What you will do.
Return each line of the listing that follows in which the string "ExecutionOutcome" can be found.

Supplied entries.
__________________________________________________
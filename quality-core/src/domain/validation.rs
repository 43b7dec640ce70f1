// quality-core/src/domain/validation.rs

use crate::domain::consistency::ConsistencyValidationResult;
use crate::domain::rules::{
    BusinessRule, ExecutionOutcome, ExemptionReason, QualityDimension, RuleFailure,
    RuleViolation, Severity,
};
use crate::domain::scoring::QualityScores;
use crate::domain::uniqueness::UniquenessReport;
use chrono::NaiveDate;
use serde::{Deserialize, Serialize};
use std::collections::{BTreeMap, BTreeSet};

#[derive(Debug, Clone, Copy, PartialEq, Eq, Serialize, Deserialize)]
#[serde(rename_all = "SCREAMING_SNAKE_CASE")]
pub enum RecordStatus {
    Valid,
    Invalid,
    /// Deadline reached or worker lost before this record was processed.
    NotEvaluated,
}

#[derive(Debug, Clone, PartialEq, Serialize, Deserialize)]
pub struct RuleExemption {
    pub rule_id: String,
    pub reason: ExemptionReason,
}

/// Outcome of every rule for one record.
#[derive(Debug, Clone, PartialEq, Serialize, Deserialize)]
pub struct RecordResult {
    pub record_id: String,
    /// Position of the record in the submitted batch.
    pub position: usize,
    pub status: RecordStatus,
    pub violations: Vec<RuleViolation>,
    pub failures: Vec<RuleFailure>,
    pub exemptions: Vec<RuleExemption>,
    /// Dimensions with at least one rule that passed or failed for this record.
    pub evaluated_dimensions: BTreeSet<QualityDimension>,
}

impl RecordResult {
    pub fn new(record_id: impl Into<String>, position: usize) -> Self {
        Self {
            record_id: record_id.into(),
            position,
            status: RecordStatus::Valid,
            violations: Vec::new(),
            failures: Vec::new(),
            exemptions: Vec::new(),
            evaluated_dimensions: BTreeSet::new(),
        }
    }

    pub fn not_evaluated(record_id: impl Into<String>, position: usize) -> Self {
        Self {
            status: RecordStatus::NotEvaluated,
            ..Self::new(record_id, position)
        }
    }

    pub fn record(&mut self, rule: &BusinessRule, outcome: ExecutionOutcome) {
        match outcome {
            ExecutionOutcome::Passed => {
                self.evaluated_dimensions.insert(rule.dimension);
            }
            ExecutionOutcome::Violated(violation) => {
                self.evaluated_dimensions.insert(rule.dimension);
                self.violations.push(violation);
                self.status = RecordStatus::Invalid;
            }
            ExecutionOutcome::Exempted { reason } => self.exemptions.push(RuleExemption {
                rule_id: rule.id.clone(),
                reason,
            }),
            // Failed rules count neither as pass nor as violation
            ExecutionOutcome::Failed(failure) => self.failures.push(failure),
        }
    }

    pub fn is_evaluated(&self) -> bool {
        self.status != RecordStatus::NotEvaluated
    }

    pub fn passed(&self) -> bool {
        self.status == RecordStatus::Valid
    }

    pub fn has_violation_in(&self, dimension: QualityDimension) -> bool {
        self.violations.iter().any(|v| v.dimension == dimension)
    }
}

#[derive(Debug, Clone, Copy, PartialEq, Eq, Serialize, Deserialize)]
#[serde(rename_all = "SCREAMING_SNAKE_CASE")]
pub enum BatchStatus {
    Complete,
    /// Some records were not evaluated (deadline or worker failure).
    Partial,
}

#[derive(Debug, Clone, Default, PartialEq, Serialize, Deserialize)]
pub struct ValidationSummary {
    pub total_records: usize,
    pub valid_records: usize,
    pub invalid_records: usize,
    pub not_evaluated_records: usize,
    pub total_violations: usize,
    pub total_failures: usize,
    pub total_exemptions: usize,
    pub consistency_violations: usize,
    pub duplicate_records: usize,
    pub violations_by_severity: BTreeMap<Severity, usize>,
    pub violations_by_dimension: BTreeMap<QualityDimension, usize>,
}

impl ValidationSummary {
    pub fn build<'a>(
        records: impl IntoIterator<Item = &'a RecordResult>,
        consistency: &ConsistencyValidationResult,
        uniqueness: &UniquenessReport,
    ) -> Self {
        let mut summary = ValidationSummary {
            consistency_violations: consistency.violations().count(),
            duplicate_records: uniqueness.flagged_count(),
            ..Default::default()
        };

        for record in records {
            summary.total_records += 1;
            match record.status {
                RecordStatus::Valid => summary.valid_records += 1,
                RecordStatus::Invalid => summary.invalid_records += 1,
                RecordStatus::NotEvaluated => summary.not_evaluated_records += 1,
            }
            summary.total_violations += record.violations.len();
            summary.total_failures += record.failures.len();
            summary.total_exemptions += record.exemptions.len();
            for violation in &record.violations {
                *summary
                    .violations_by_severity
                    .entry(violation.severity)
                    .or_default() += 1;
                *summary
                    .violations_by_dimension
                    .entry(violation.dimension)
                    .or_default() += 1;
            }
        }

        summary
    }
}

/// Everything the engine knows about one batch. Built once, handed to the caller.
#[derive(Debug, Clone, PartialEq, Serialize, Deserialize)]
pub struct ValidationBatchResult {
    pub batch_id: String,
    pub bank_id: String,
    pub as_of: NaiveDate,
    pub status: BatchStatus,
    /// Keyed by record id (see `record_key`).
    pub records: BTreeMap<String, RecordResult>,
    pub consistency: ConsistencyValidationResult,
    pub uniqueness: UniquenessReport,
    pub scores: QualityScores,
    pub summary: ValidationSummary,
    pub duration_ms: u64,
}

impl ValidationBatchResult {
    pub fn record(&self, record_id: &str) -> Option<&RecordResult> {
        self.records.get(record_id)
    }

    pub fn violations(&self) -> impl Iterator<Item = &RuleViolation> {
        self.records.values().flat_map(|r| r.violations.iter())
    }

    pub fn failures(&self) -> impl Iterator<Item = &RuleFailure> {
        self.records.values().flat_map(|r| r.failures.iter())
    }

    pub fn is_complete(&self) -> bool {
        self.status == BatchStatus::Complete
    }
}

/// Result key of the record at `position`. The first occurrence of an id keeps it;
/// repeated ids become `{id}#{position}`, records without id `#{position}`.
pub fn record_key(id: Option<&str>, position: usize, seen: &mut BTreeSet<String>) -> String {
    let mut key = match id.filter(|id| !id.trim().is_empty()) {
        Some(id) => id.to_string(),
        None => format!("#{position}"),
    };
    while !seen.insert(key.clone()) {
        key = format!("{key}#{position}");
    }
    key
}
__________________________________________________
Reply.
    BusinessRule, ExecutionOutcome, ExemptionReason, QualityDimension, RuleFailure,
    pub fn record(&mut self, rule: &BusinessRule, outcome: ExecutionOutcome) {
            ExecutionOutcome::Passed => {
            ExecutionOutcome::Violated(violation) => {
            ExecutionOutcome::Exempted { reason } => self.exemptions.push(RuleExemption {
            ExecutionOutcome::Failed(failure) => self.failures.push(failure),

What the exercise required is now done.